→ **Dataset entries**:
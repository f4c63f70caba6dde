//! Build a tree from literal items or files, dump it, apply updates and
//! answer inclusion queries.

mod cli;

use std::{error::Error, path::Path};

use clap::Parser;
use cli::{DemoCli, HashAlgorithm};
use log::info;
use merkle_pad::{
    visualize::{render_content, visualize_stdout},
    Blake3Hasher, ContentSource, Digest, InclusionProof, InlineSource, MerkleHasher, MerkleTree,
    OperationCost, Sha256Hasher, TreeConfig, UpdatePath,
};

type DemoResult<T> = Result<T, Box<dyn Error>>;

fn main() -> DemoResult<()> {
    let cli = DemoCli::parse();
    env_logger::init_from_env(env_logger::Env::default().default_filter_or(cli.log_level.as_str()));

    let expected_root = cli
        .expect_root
        .as_deref()
        .map(Digest::from_hex)
        .transpose()?;
    match cli.hasher {
        HashAlgorithm::Sha256 => run::<Sha256Hasher>(&cli, expected_root),
        HashAlgorithm::Blake3 => run::<Blake3Hasher>(&cli, expected_root),
    }
}

fn run<H: MerkleHasher>(cli: &DemoCli, expected_root: Option<Digest>) -> DemoResult<()> {
    let mut cost = OperationCost::default();
    let config = TreeConfig::default().with_content_delimiter(cli.delimiter.as_str());
    let files = cli.file_source();
    let items = cli.items();

    println!("Inputs: ");
    println!("{}", items.join(" | "));
    println!();

    let mut tree = if cli.files {
        MerkleTree::<H>::new_with_config(&files, items.iter().map(Path::new), config)
    } else {
        MerkleTree::<H>::new_with_config(&InlineSource, &items, config)
    }
    .unwrap_add_cost(&mut cost)?;
    print_tree(&tree, cli.no_dump)?;

    if !cli.add.is_empty() {
        for item in &cli.add {
            let content = if cli.files {
                files.read(Path::new(item))?
            } else {
                item.as_bytes().to_vec()
            };
            match tree.add_item(content).unwrap_add_cost(&mut cost)? {
                UpdatePath::Replaced { position, .. } => {
                    println!("Added {item:?} at position {position}, replacing padding")
                }
                UpdatePath::Grew { position, .. } => println!(
                    "Added {item:?} at position {position}, tree grew to {} leaves",
                    tree.leaf_count()
                ),
            }
        }
        println!();
        print_tree(&tree, cli.no_dump)?;
    }

    for query in &cli.verify {
        let result = if cli.files {
            tree.verify_inclusion(&files, Path::new(query))
        } else {
            tree.verify_inclusion(&InlineSource, query.as_str())
        }
        .unwrap_add_cost(&mut cost);
        match result {
            Ok(proof) => {
                proof.verify::<H>(&tree.root_hash())?;
                print_proof(query, &proof);
            }
            Err(merkle_pad::Error::NotFound(hash)) => {
                println!("{query:?} is not in the tree (leaf hash {hash})")
            }
            Err(e) => return Err(e.into()),
        }
    }

    let sound = tree.verify_tree().unwrap_add_cost(&mut cost);
    println!("Tree verification: {}", if sound { "passed" } else { "failed" });
    info!("total work: {cost:?}");

    if let Some(expected) = expected_root {
        if expected != tree.root_hash() {
            return Err(format!(
                "root hash mismatch: expected {expected}, got {}",
                tree.root_hash()
            )
            .into());
        }
        println!("Root hash matches {expected}");
    }
    if !sound {
        return Err("tree verification failed".into());
    }
    Ok(())
}

fn print_tree<H: MerkleHasher>(tree: &MerkleTree<H>, no_dump: bool) -> DemoResult<()> {
    if no_dump {
        println!("Root Hash ({}): {}", H::NAME, tree.root_hash());
        println!();
    } else {
        visualize_stdout(tree)?;
    }
    Ok(())
}

fn print_proof(query: &str, proof: &InclusionProof) {
    println!("{query:?} is in the tree, {} levels below the root", proof.len());
    for (level, content) in proof.content_path().iter().enumerate() {
        println!("    {level}: {}", render_content(content));
    }
}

→ **Problem requirements**: In the data above, find each line where the string "InclusionProof" appears, then copy it.

→ **Exercise response**:
    Blake3Hasher, ContentSource, Digest, InclusionProof, InlineSource, MerkleHasher, MerkleTree,
fn print_proof(query: &str, proof: &InclusionProof) {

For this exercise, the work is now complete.